*** Listed records
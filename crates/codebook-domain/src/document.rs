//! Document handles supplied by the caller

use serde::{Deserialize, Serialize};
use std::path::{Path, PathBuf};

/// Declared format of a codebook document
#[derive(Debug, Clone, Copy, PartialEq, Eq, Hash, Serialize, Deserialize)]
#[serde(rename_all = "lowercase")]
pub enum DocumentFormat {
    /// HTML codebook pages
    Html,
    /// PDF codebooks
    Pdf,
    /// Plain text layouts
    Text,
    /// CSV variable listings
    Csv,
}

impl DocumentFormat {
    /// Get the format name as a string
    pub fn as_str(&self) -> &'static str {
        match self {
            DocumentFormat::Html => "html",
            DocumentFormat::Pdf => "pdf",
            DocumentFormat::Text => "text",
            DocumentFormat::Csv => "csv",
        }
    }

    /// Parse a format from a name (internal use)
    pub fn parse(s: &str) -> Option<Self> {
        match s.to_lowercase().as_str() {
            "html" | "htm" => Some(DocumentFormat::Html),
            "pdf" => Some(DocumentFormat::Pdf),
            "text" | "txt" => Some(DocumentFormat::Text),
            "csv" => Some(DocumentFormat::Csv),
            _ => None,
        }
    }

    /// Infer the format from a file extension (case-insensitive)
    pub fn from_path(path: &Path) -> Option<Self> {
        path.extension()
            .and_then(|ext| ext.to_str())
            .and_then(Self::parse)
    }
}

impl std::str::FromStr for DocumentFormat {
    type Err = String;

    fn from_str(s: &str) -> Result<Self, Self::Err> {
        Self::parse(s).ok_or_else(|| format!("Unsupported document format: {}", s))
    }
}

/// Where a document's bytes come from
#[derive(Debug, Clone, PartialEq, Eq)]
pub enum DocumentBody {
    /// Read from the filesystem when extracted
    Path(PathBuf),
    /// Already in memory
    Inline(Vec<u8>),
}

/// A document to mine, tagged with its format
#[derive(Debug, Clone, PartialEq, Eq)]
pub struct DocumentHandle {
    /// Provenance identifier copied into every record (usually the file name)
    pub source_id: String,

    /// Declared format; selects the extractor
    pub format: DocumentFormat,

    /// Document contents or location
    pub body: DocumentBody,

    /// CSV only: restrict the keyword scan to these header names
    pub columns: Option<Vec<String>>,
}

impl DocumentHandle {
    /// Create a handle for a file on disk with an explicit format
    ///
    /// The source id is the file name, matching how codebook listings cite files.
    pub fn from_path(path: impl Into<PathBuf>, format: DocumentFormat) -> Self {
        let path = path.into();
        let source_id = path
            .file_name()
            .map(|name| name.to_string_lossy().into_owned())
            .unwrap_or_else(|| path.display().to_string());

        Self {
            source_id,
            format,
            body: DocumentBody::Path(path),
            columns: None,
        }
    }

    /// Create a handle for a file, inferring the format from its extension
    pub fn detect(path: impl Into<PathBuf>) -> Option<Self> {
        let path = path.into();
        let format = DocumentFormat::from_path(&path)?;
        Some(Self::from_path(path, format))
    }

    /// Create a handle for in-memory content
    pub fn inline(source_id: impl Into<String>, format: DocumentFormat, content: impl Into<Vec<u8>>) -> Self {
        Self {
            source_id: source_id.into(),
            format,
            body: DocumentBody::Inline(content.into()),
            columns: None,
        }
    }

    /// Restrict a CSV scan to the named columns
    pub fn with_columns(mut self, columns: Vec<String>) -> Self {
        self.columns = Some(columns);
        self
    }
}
******
All the entries above must be repeated exactly as they were given.

filename crates/codebook-domain/src/document.rs
//! Document handles supplied by the caller

use serde::{Deserialize, Serialize};
use std::path::{Path, PathBuf};

/// Declared format of a codebook document
#[derive(Debug, Clone, Copy, PartialEq, Eq, Hash, Serialize, Deserialize)]
#[serde(rename_all = "lowercase")]
pub enum DocumentFormat {
    /// HTML codebook pages
    Html,
    /// PDF codebooks
    Pdf,
    /// Plain text layouts
    Text,
    /// CSV variable listings
    Csv,
}

impl DocumentFormat {
    /// Get the format name as a string
    pub fn as_str(&self) -> &'static str {
        match self {
            DocumentFormat::Html => "html",
            DocumentFormat::Pdf => "pdf",
            DocumentFormat::Text => "text",
            DocumentFormat::Csv => "csv",
        }
    }

    /// Parse a format from a name (internal use)
    pub fn parse(s: &str) -> Option<Self> {
        match s.to_lowercase().as_str() {
            "html" | "htm" => Some(DocumentFormat::Html),
            "pdf" => Some(DocumentFormat::Pdf),
            "text" | "txt" => Some(DocumentFormat::Text),
            "csv" => Some(DocumentFormat::Csv),
            _ => None,
        }
    }

    /// Infer the format from a file extension (case-insensitive)
    pub fn from_path(path: &Path) -> Option<Self> {
        path.extension()
            .and_then(|ext| ext.to_str())
            .and_then(Self::parse)
    }
}

impl std::str::FromStr for DocumentFormat {
    type Err = String;

    fn from_str(s: &str) -> Result<Self, Self::Err> {
        Self::parse(s).ok_or_else(|| format!("Unsupported document format: {}", s))
    }
}

/// Where a document's bytes come from
#[derive(Debug, Clone, PartialEq, Eq)]
pub enum DocumentBody {
    /// Read from the filesystem when extracted
    Path(PathBuf),
    /// Already in memory
    Inline(Vec<u8>),
}

/// A document to mine, tagged with its format
#[derive(Debug, Clone, PartialEq, Eq)]
pub struct DocumentHandle {
    /// Provenance identifier copied into every record (usually the file name)
    pub source_id: String,

    /// Declared format; selects the extractor
    pub format: DocumentFormat,

    /// Document contents or location
    pub body: DocumentBody,

    /// CSV only: restrict the keyword scan to these header names
    pub columns: Option<Vec<String>>,
}

impl DocumentHandle {
    /// Create a handle for a file on disk with an explicit format
    ///
    /// The source id is the file name, matching how codebook listings cite files.
    pub fn from_path(path: impl Into<PathBuf>, format: DocumentFormat) -> Self {
        let path = path.into();
        let source_id = path
            .file_name()
            .map(|name| name.to_string_lossy().into_owned())
            .unwrap_or_else(|| path.display().to_string());

        Self {
            source_id,
            format,
            body: DocumentBody::Path(path),
            columns: None,
        }
    }

    /// Create a handle for a file, inferring the format from its extension
    pub fn detect(path: impl Into<PathBuf>) -> Option<Self> {
        let path = path.into();
        let format = DocumentFormat::from_path(&path)?;
        Some(Self::from_path(path, format))
    }

    /// Create a handle for in-memory content
    pub fn inline(source_id: impl Into<String>, format: DocumentFormat, content: impl Into<Vec<u8>>) -> Self {
        Self {
            source_id: source_id.into(),
            format,
            body: DocumentBody::Inline(content.into()),
            columns: None,
        }
    }

    /// Restrict a CSV scan to the named columns
    pub fn with_columns(mut self, columns: Vec<String>) -> Self {
        self.columns = Some(columns);
        self
    }
}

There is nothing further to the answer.